Supplied entries Start Marker

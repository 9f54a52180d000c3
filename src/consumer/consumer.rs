//! The consume loop
//!
//! One task polls the wire strictly sequentially. Each record is routed by
//! topic, decoded into its registered message type, handed to a fresh handler
//! instance under the retry policy and then settled: committed after success,
//! dead-lettered and committed after exhaustion, or left uncommitted when the
//! loop is cancelled mid-flight.
//!
//! In concurrent mode messages settle out of order. Offsets then go through
//! an [`OffsetTracker`] so a partition is only committed up to its oldest
//! message still in flight.

use crate::consumer::{
    backpressure::ConcurrencyGovernor,
    config::{ConsumerConfig, DispatchMode},
    dlq::{DeadLetterDisposition, DlqProducer},
    error::{ConsumerError, ConsumerResult},
    handler::TopicRoute,
    inbox::InboxAcquire,
    offsets::OffsetTracker,
    retry::{ProcessingOutcome, RetryExecutor},
    state::{ConsumerStats, LoopState, LoopStatus, StatsSnapshot},
    wire::{RawMessage, WireConsumer, WireProducer},
};

use std::sync::Arc;
use tokio::sync::Mutex;
use tokio::task::JoinSet;
use tokio_util::sync::CancellationToken;
use tracing::{debug, error, info, info_span, warn, Instrument};

/// How a single message left the loop
#[derive(Debug, Clone, Copy, PartialEq, Eq)]
enum Settlement {
    /// Done with, the offset may be committed
    Settled,
    /// Cancelled mid-flight, offset left for redelivery
    Cancelled,
}

/// Result of one poll
enum Poll {
    Message(RawMessage),
    Retry,
    Stop(ConsumerResult<()>),
}

/// Generic consumer dispatching records to registered handlers
pub struct GeneralConsumer<W: WireConsumer> {
    shared: Arc<Shared<W>>,
}

struct Shared<W> {
    config: ConsumerConfig,
    wire: Arc<W>,
    dlq: DlqProducer,
    executor: RetryExecutor,
    status: LoopStatus,
    stats: Arc<ConsumerStats>,
    offsets: Mutex<OffsetTracker>,
    sequential: bool,
}

impl<W: WireConsumer> GeneralConsumer<W> {
    /// Create a consumer over `wire`.
    ///
    /// `producer` publishes poison messages when the config names a dead letter
    /// topic. Without either one exhausted messages are dropped after logging.
    pub fn new(
        config: ConsumerConfig,
        wire: Arc<W>,
        producer: Option<Arc<dyn WireProducer>>,
    ) -> Self {
        let dlq = match (&config.dead_letter_topic, producer) {
            (Some(topic), Some(producer)) => {
                info!("Created DLQ producer for topic: {}", topic);
                DlqProducer::new(producer, topic.clone())
            }
            (Some(topic), None) => {
                warn!("Dead letter topic {} configured but no producer supplied", topic);
                DlqProducer::disabled()
            }
            (None, _) => DlqProducer::disabled(),
        };

        let executor = RetryExecutor::new(config.retry_policy.clone()).with_timeout(config.timeout);
        let sequential = config.dispatch_mode == DispatchMode::Sequential;

        Self {
            shared: Arc::new(Shared {
                config,
                wire,
                dlq,
                executor,
                status: LoopStatus::new(),
                stats: Arc::new(ConsumerStats::default()),
                offsets: Mutex::new(OffsetTracker::new()),
                sequential,
            }),
        }
    }

    /// Configuration in use
    pub fn config(&self) -> &ConsumerConfig {
        &self.shared.config
    }

    /// Shared handle to the loop state
    pub fn status(&self) -> LoopStatus {
        self.shared.status.clone()
    }

    /// Current counters
    pub fn stats(&self) -> StatsSnapshot {
        self.shared.stats.snapshot()
    }

    /// Subscribe and consume until `cancel` fires or the transport fails fatally.
    ///
    /// Returns `Ok(())` on cancellation, which is the only graceful exit. A
    /// fatal transport fault is returned as an error. In concurrent mode all
    /// in-flight messages are awaited before this returns.
    pub async fn start_consume(&self, cancel: &CancellationToken) -> ConsumerResult<()> {
        let topics = self.shared.config.topics();
        if let Err(e) = self.shared.wire.subscribe(&topics).await {
            error!("Failed to subscribe to {:?}: {}", topics, e);
            self.shared.status.set(LoopState::Stopped);
            return Err(e);
        }
        info!("Subscribed to topics: {:?}", topics);

        let result = match self.shared.config.dispatch_mode {
            DispatchMode::Sequential => self.run_sequential(cancel).await,
            DispatchMode::Concurrent { max_in_flight } => {
                info!("Dispatching up to {} messages concurrently", max_in_flight);
                self.run_concurrent(cancel, ConcurrencyGovernor::new(max_in_flight))
                    .await
            }
        };

        self.shared.status.set(LoopState::Stopped);
        info!("Consumer stopped: {:?}", self.shared.stats.snapshot());
        result
    }

    async fn run_sequential(&self, cancel: &CancellationToken) -> ConsumerResult<()> {
        loop {
            let message = match self.shared.poll(cancel).await {
                Poll::Message(message) => message,
                Poll::Retry => continue,
                Poll::Stop(result) => return result,
            };

            match self.shared.process(&message, cancel).await {
                Settlement::Settled => self.shared.commit(&message).await,
                Settlement::Cancelled => return Ok(()),
            }
        }
    }

    async fn run_concurrent(
        &self,
        cancel: &CancellationToken,
        governor: ConcurrencyGovernor,
    ) -> ConsumerResult<()> {
        let mut tasks = JoinSet::new();

        let result = loop {
            while let Some(joined) = tasks.try_join_next() {
                log_join(joined);
            }

            // Polling waits for a free slot
            let permit = match governor.acquire(cancel).await {
                Ok(permit) => permit,
                Err(ConsumerError::Cancelled) => break Ok(()),
                Err(e) => break Err(e),
            };

            let message = match self.shared.poll(cancel).await {
                Poll::Message(message) => message,
                Poll::Retry => continue,
                Poll::Stop(result) => break result,
            };

            self.shared.offsets.lock().await.track(
                &message.topic,
                message.partition,
                message.offset,
            );

            let shared = Arc::clone(&self.shared);
            let cancel = cancel.clone();
            tasks.spawn(async move {
                let _permit = permit;
                let settlement = shared.process(&message, &cancel).await;
                if settlement == Settlement::Settled {
                    shared.commit_in_order(&message).await;
                }
                settlement
            });
        };

        if !tasks.is_empty() {
            info!("Waiting for {} in-flight messages", tasks.len());
        }
        while let Some(joined) = tasks.join_next().await {
            log_join(joined);
        }

        result
    }
}

fn log_join(joined: Result<Settlement, tokio::task::JoinError>) {
    match joined {
        Ok(Settlement::Settled) => {}
        Ok(Settlement::Cancelled) => debug!("In-flight message cancelled"),
        Err(e) => error!("Message task failed, its partition stays uncommitted: {}", e),
    }
}

impl<W: WireConsumer> Shared<W> {
    async fn poll(&self, cancel: &CancellationToken) -> Poll {
        if cancel.is_cancelled() {
            info!("Consumer cancelled, stopping");
            return Poll::Stop(Ok(()));
        }

        self.status.set(LoopState::Polling);
        match self.wire.consume(cancel).await {
            Ok(message) => Poll::Message(message),
            Err(ConsumerError::Cancelled) => {
                info!("Consumer cancelled, stopping");
                Poll::Stop(Ok(()))
            }
            Err(e) if e.is_fatal() => {
                error!("Fatal transport error, stopping consumer: {}", e);
                Poll::Stop(Err(e))
            }
            Err(e) => {
                self.stats.record_transport_error();
                let backoff = self.config.poll_error_backoff;
                warn!("Error while polling, retrying in {:?}: {}", backoff, e);

                tokio::select! {
                    biased;
                    _ = cancel.cancelled() => Poll::Stop(Ok(())),
                    _ = tokio::time::sleep(backoff) => Poll::Retry,
                }
            }
        }
    }

    /// Per-message states are only meaningful when one message is in flight
    fn enter(&self, state: LoopState) {
        if self.sequential {
            self.status.set(state);
        }
    }

    async fn process(&self, message: &RawMessage, cancel: &CancellationToken) -> Settlement {
        self.stats.record_received();

        let Some(route) = self.config.route(&message.topic) else {
            error!(
                topic = %message.topic,
                "No handler registered for topic {}, skipping offset {}",
                message.topic,
                message.offset
            );
            self.stats.record_unroutable();
            return Settlement::Settled;
        };

        let correlation_id = message.correlation_id();
        let message_id = message.message_id();
        let span = info_span!(
            "message",
            topic = %message.topic,
            partition = message.partition,
            offset = message.offset,
            message_type = route.message_type(),
            refid = %correlation_id,
            message_id = message_id.as_deref().unwrap_or_default(),
        );

        self.dispatch(route, message, &correlation_id, message_id.as_deref(), cancel)
            .instrument(span)
            .await
    }

    async fn dispatch(
        &self,
        route: &TopicRoute,
        message: &RawMessage,
        correlation_id: &str,
        message_id: Option<&str>,
        cancel: &CancellationToken,
    ) -> Settlement {
        if let Some(id) = message_id {
            match self.config.inbox.try_acquire(id).await {
                Ok(InboxAcquire::Acquired) => {}
                Ok(skip) => {
                    info!("Skipping message {} ({:?})", id, skip);
                    self.stats.record_duplicate();
                    return Settlement::Settled;
                }
                Err(e) => warn!("Inbox lookup for {} failed, processing anyway: {}", id, e),
            }
        }

        self.enter(LoopState::Dispatching);
        debug!("Dispatching to {}", route.handler_type());

        let outcome = match route.prepare(&message.payload) {
            Ok(invocation) => {
                self.executor
                    .execute(cancel, || invocation.invoke(cancel))
                    .await
            }
            Err(e) => {
                error!("Could not decode payload: {}", e);
                ProcessingOutcome::Failed {
                    error: anyhow::Error::new(e),
                    attempts: 1,
                }
            }
        };

        match outcome {
            ProcessingOutcome::Success { attempts } => {
                self.stats.record_success(attempts);
                if let Some(id) = message_id {
                    if let Err(e) = self.config.inbox.mark_processed(id).await {
                        warn!("Failed to mark {} processed: {}", id, e);
                    }
                }
                info!(
                    "Successfully finished processing of message type {}",
                    route.message_type()
                );
                Settlement::Settled
            }
            ProcessingOutcome::Cancelled => {
                info!("Processing cancelled, offset {} left uncommitted", message.offset);
                if let Some(id) = message_id {
                    if let Err(e) = self.config.inbox.mark_failed(id, "cancelled").await {
                        warn!("Failed to release inbox record {}: {}", id, e);
                    }
                }
                Settlement::Cancelled
            }
            exhausted => {
                let reason = exhausted.failure_reason().unwrap_or_default();
                let attempts = exhausted.attempts();
                error!(
                    "Error while processing message type {} after {} attempts: {}",
                    route.message_type(),
                    attempts,
                    reason
                );

                self.enter(LoopState::DeadLettering);
                let disposition = self
                    .dlq
                    .send_to_dead_letter(
                        &message.topic,
                        &message.payload,
                        correlation_id,
                        message_id,
                        &reason,
                    )
                    .await;

                match disposition {
                    DeadLetterDisposition::Published => self.stats.record_dead_lettered(attempts),
                    DeadLetterDisposition::Dropped | DeadLetterDisposition::Lost => {
                        self.stats.record_dropped(attempts)
                    }
                }

                if let Some(id) = message_id {
                    if let Err(e) = self.config.inbox.mark_failed(id, &reason).await {
                        warn!("Failed to mark {} failed: {}", id, e);
                    }
                }

                Settlement::Settled
            }
        }
    }

    /// Commit the partition up to the oldest offset still in flight
    async fn commit_in_order(&self, message: &RawMessage) {
        // Held across the commit so watermarks reach the wire in order
        let mut offsets = self.offsets.lock().await;
        match offsets.settle(&message.topic, message.partition, message.offset) {
            Some(watermark) => {
                let mark = RawMessage::new(
                    message.topic.clone(),
                    message.partition,
                    watermark,
                    Vec::new(),
                );
                self.commit(&mark).await;
            }
            None => debug!(
                "Offset {} on {}[{}] waits for earlier messages",
                message.offset, message.topic, message.partition
            ),
        }
    }

    async fn commit(&self, message: &RawMessage) {
        self.enter(LoopState::Committing);
        match self.wire.commit(message).await {
            Ok(()) => {
                self.stats.record_committed();
                debug!(
                    "Committed {}[{}]@{}",
                    message.topic, message.partition, message.offset
                );
            }
            Err(e) => error!(
                "Failed to commit {}[{}]@{}: {}",
                message.topic, message.partition, message.offset, e
            ),
        }
    }
}

impl<W: WireConsumer> std::fmt::Debug for GeneralConsumer<W> {
    fn fmt(&self, f: &mut std::fmt::Formatter<'_>) -> std::fmt::Result {
        f.debug_struct("GeneralConsumer")
            .field("config", &self.shared.config)
            .field("dlq", &self.shared.dlq)
            .field("status", &self.shared.status.get())
            .finish()
    }
}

Supplied entries End Marker

The lines from the first of the entries through the line holding "use tokio_util::sync::CancellationToken;" are to be restated word for word, and no others.

repository 9f54a52180d000c3
filename src/consumer/consumer.rs
//! The consume loop
//!
//! One task polls the wire strictly sequentially. Each record is routed by
//! topic, decoded into its registered message type, handed to a fresh handler
//! instance under the retry policy and then settled: committed after success,
//! dead-lettered and committed after exhaustion, or left uncommitted when the
//! loop is cancelled mid-flight.
//!
//! In concurrent mode messages settle out of order. Offsets then go through
//! an [`OffsetTracker`] so a partition is only committed up to its oldest
//! message still in flight.

use crate::consumer::{
    backpressure::ConcurrencyGovernor,
    config::{ConsumerConfig, DispatchMode},
    dlq::{DeadLetterDisposition, DlqProducer},
    error::{ConsumerError, ConsumerResult},
    handler::TopicRoute,
    inbox::InboxAcquire,
    offsets::OffsetTracker,
    retry::{ProcessingOutcome, RetryExecutor},
    state::{ConsumerStats, LoopState, LoopStatus, StatsSnapshot},
    wire::{RawMessage, WireConsumer, WireProducer},
};

use std::sync::Arc;
use tokio::sync::Mutex;
use tokio::task::JoinSet;
use tokio_util::sync::CancellationToken;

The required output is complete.